Sorry my mistake it should be:

CREATE TABLE alias (
alias_id BIGSERIAL PRIMARY KEY,
mask VARCHAR(20) NOT NULL DEFAULT '',
);

#3Martijn van Oosterhout
kleptog@svana.org
In reply to: biuro@globeinphotos.com (#1)
Re: Why my cursor construction is so slow?

On Tue, Jun 20, 2006 at 02:06:19AM -0700, biuro@globeinphotos.com wrote:

Such construction is very slow but when I modify SQL to:
OPEN cursor1 FOR SELECT * FROM alias WHERE mask>=alias_out
ORDER BY mask LIMIT 100;

it works very fast. It is strange for me becuase I've understood so far
that when cursor is open select is executed but Postgres does not
select all rows - only cursor is positioned on first row, when you
execute fetch next row is read. But this example shows something
different.

PostgreSQL tries to optimise for overall query time. Without the limit
it tries to find a plan that will return the whole set as quick as
possible. With the LIMIT it might take a different approach, which
might be worse if you read the whole lot, but better for a limited set.
A fast-start plan so to speak.

To see detail I'd suggest doing an EXPLAIN ANALYZE over the query with
and with limit to see the changes.

Have a nice day,
--
Martijn van Oosterhout <kleptog@svana.org> http://svana.org/kleptog/

Show quoted text

From each according to his ability. To each according to his ability to litigate.

#4Martijn van Oosterhout
kleptog@svana.org
In reply to: biuro@globeinphotos.com (#1)
Re: Why my cursor construction is so slow?
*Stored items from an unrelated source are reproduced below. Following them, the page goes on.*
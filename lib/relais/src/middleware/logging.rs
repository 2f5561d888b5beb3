//! Request/response logging middleware.
//!
//! Logs pipeline traversals using the `tracing` crate.

use std::task::{Context, Poll};
use std::time::Instant;

use tower::{Layer, Service};
use tracing::{Instrument, Level, debug, info, span, warn};

use relais_core::{Envelope, Error, Result};

use crate::pipeline::HandlerFuture;

/// Layer that adds request/response logging.
#[derive(Debug, Clone, Copy, Default)]
pub struct LoggingLayer {
    level: LogLevel,
}

/// Log level for the logging middleware.
#[derive(Debug, Clone, Copy, Default)]
pub enum LogLevel {
    /// Log at debug level (request/response details).
    Debug,
    /// Log at info level (summary only).
    #[default]
    Info,
}

impl LoggingLayer {
    /// Create a new logging layer with default settings.
    #[must_use]
    pub fn new() -> Self {
        Self::default()
    }

    /// Create a logging layer that logs at debug level.
    #[must_use]
    pub const fn debug() -> Self {
        Self {
            level: LogLevel::Debug,
        }
    }
}

impl<S> Layer<S> for LoggingLayer {
    type Service = Logging<S>;

    fn layer(&self, inner: S) -> Self::Service {
        Logging {
            inner,
            level: self.level,
        }
    }
}

/// Service that logs requests and responses.
#[derive(Debug, Clone)]
pub struct Logging<S> {
    inner: S,
    level: LogLevel,
}

impl<S> Service<Envelope> for Logging<S>
where
    S: Service<Envelope, Response = Envelope, Error = Error> + Clone + Send + 'static,
    S::Future: Send,
{
    type Response = Envelope;
    type Error = Error;
    type Future = HandlerFuture;

    fn poll_ready(&mut self, cx: &mut Context<'_>) -> Poll<Result<()>> {
        self.inner.poll_ready(cx)
    }

    fn call(&mut self, envelope: Envelope) -> Self::Future {
        let method = envelope.request().method();
        let url = envelope.request().url().to_string();
        let level = self.level;

        let span = span!(Level::INFO, "http_request", %method, %url);

        let mut inner = self.inner.clone();
        Box::pin(
            async move {
                let start = Instant::now();

                match level {
                    LogLevel::Debug => {
                        debug!(
                            method = %method,
                            url = %url,
                            headers = ?envelope.request().headers(),
                            "sending request"
                        );
                    }
                    LogLevel::Info => {
                        info!(method = %method, url = %url, "sending request");
                    }
                }

                let result = inner.call(envelope).await;
                let elapsed = start.elapsed();

                // Saturating conversion to u64 (truncates after ~584 million years)
                let elapsed_ms = u64::try_from(elapsed.as_millis()).unwrap_or(u64::MAX);

                match &result {
                    Ok(envelope) => match envelope.response() {
                        Some(response) if response.is_success() => {
                            info!(status = response.status(), elapsed_ms, "request completed");
                        }
                        Some(response) => {
                            warn!(
                                status = response.status(),
                                elapsed_ms, "request failed with HTTP error"
                            );
                        }
                        None => warn!(elapsed_ms, "request produced no response"),
                    },
                    Err(err) => {
                        warn!(error = %err, elapsed_ms, "request failed");
                    }
                }

                result
            }
            .instrument(span),
        )
    }
}
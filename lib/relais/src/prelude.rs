//! Prelude module for convenient imports.
//!
//! Re-exports the most commonly used types for easy glob importing:
//!
//! ```
//! use relais::prelude::*;
//! ```

pub use crate::{
    ApiClient, ApiInfo, Body, ClientConfig, Credentials, Error, HeaderMap, Method, Request,
    RequestBuilder, Response, Result, StatusCode, Transport, from_json, header, to_json,
};
pub use serde::{Deserialize, Serialize};
//! Tower middleware layers for the relais pipeline.
//!
//! Every layer here is a stage in the onion: it may inspect or mutate the
//! envelope's request before delegating to its inner stage, and inspect or
//! mutate the response after the inner stage returns. Layers hold only
//! immutable construction-time configuration, so a composed pipeline can be
//! traversed concurrently.
//!
//! # Available Layers
//!
//! - [`BasicAuthLayer`] - Adds `Authorization: Basic <base64>` header
//! - [`TokenAuthLayer`] - Adds `Authorization: token <token>` header
//! - [`MetadataLayer`] - Extracts rate-limit/scope/link/etag metadata
//! - [`JsonCodecLayer`] - Serializes request payloads, parses reply bodies
//! - [`LoggingLayer`] - Logs requests/responses using `tracing`
//!
//! Composition order is significant: the first registered layer shapes the
//! request first and sees the response last. The conventional chain is
//! auth, then metadata, then the JSON codec, around a (possibly caching)
//! transport.

mod basic_auth;
mod json;
mod logging;
mod metadata;
mod token_auth;

pub use basic_auth::{BasicAuth, BasicAuthLayer};
pub use json::{JsonCodec, JsonCodecLayer};
pub use logging::{LogLevel, Logging, LoggingLayer};
pub use metadata::{Metadata, MetadataLayer};
pub use token_auth::{TokenAuth, TokenAuthLayer};

// Re-export tower types for convenience
pub use tower::{Layer, ServiceBuilder};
On Fri, Jul 07, 2006 at 11:30:35AM +0000, Roman Neuhauser wrote:

With the LIMIT it might take a different approach, which
might be worse if you read the whole lot, but better for a limited set.
A fast-start plan so to speak.

That looks like a better approach for a cursor.

For a cursor postgres assumes you're going to ask for about 10% of the
result, so it does aim for a reasonably fast-start plan. It probably
depends on the specifics of the situation how well it works...

Have a nice day,
--
Martijn van Oosterhout <kleptog@svana.org> http://svana.org/kleptog/

Show quoted text

From each according to his ability. To each according to his ability to litigate.

#5Roman Neuhauser
neuhauser@sigpipe.cz
In reply to: Martijn van Oosterhout (#3)
Re: Why my cursor construction is so slow?

# kleptog@svana.org / 2006-06-22 09:19:44 +0200:

On Tue, Jun 20, 2006 at 02:06:19AM -0700, biuro@globeinphotos.com wrote:

Such construction is very slow but when I modify SQL to:
OPEN cursor1 FOR SELECT * FROM alias WHERE mask>=alias_out
ORDER BY mask LIMIT 100;

it works very fast. It is strange for me becuase I've understood so far
that when cursor is open select is executed but Postgres does not
select all rows - only cursor is positioned on first row, when you
execute fetch next row is read. But this example shows something
different.

PostgreSQL tries to optimise for overall query time. Without the limit
it tries to find a plan that will return the whole set as quick as
possible.

That looks like the wrong approach for a cursor.

With the LIMIT it might take a different approach, which
might be worse if you read the whole lot, but better for a limited set.
A fast-start plan so to speak.

That looks like a better approach for a cursor.

--
How many Vietnam vets does it take to screw in a light bulb?
You don't know, man. You don't KNOW.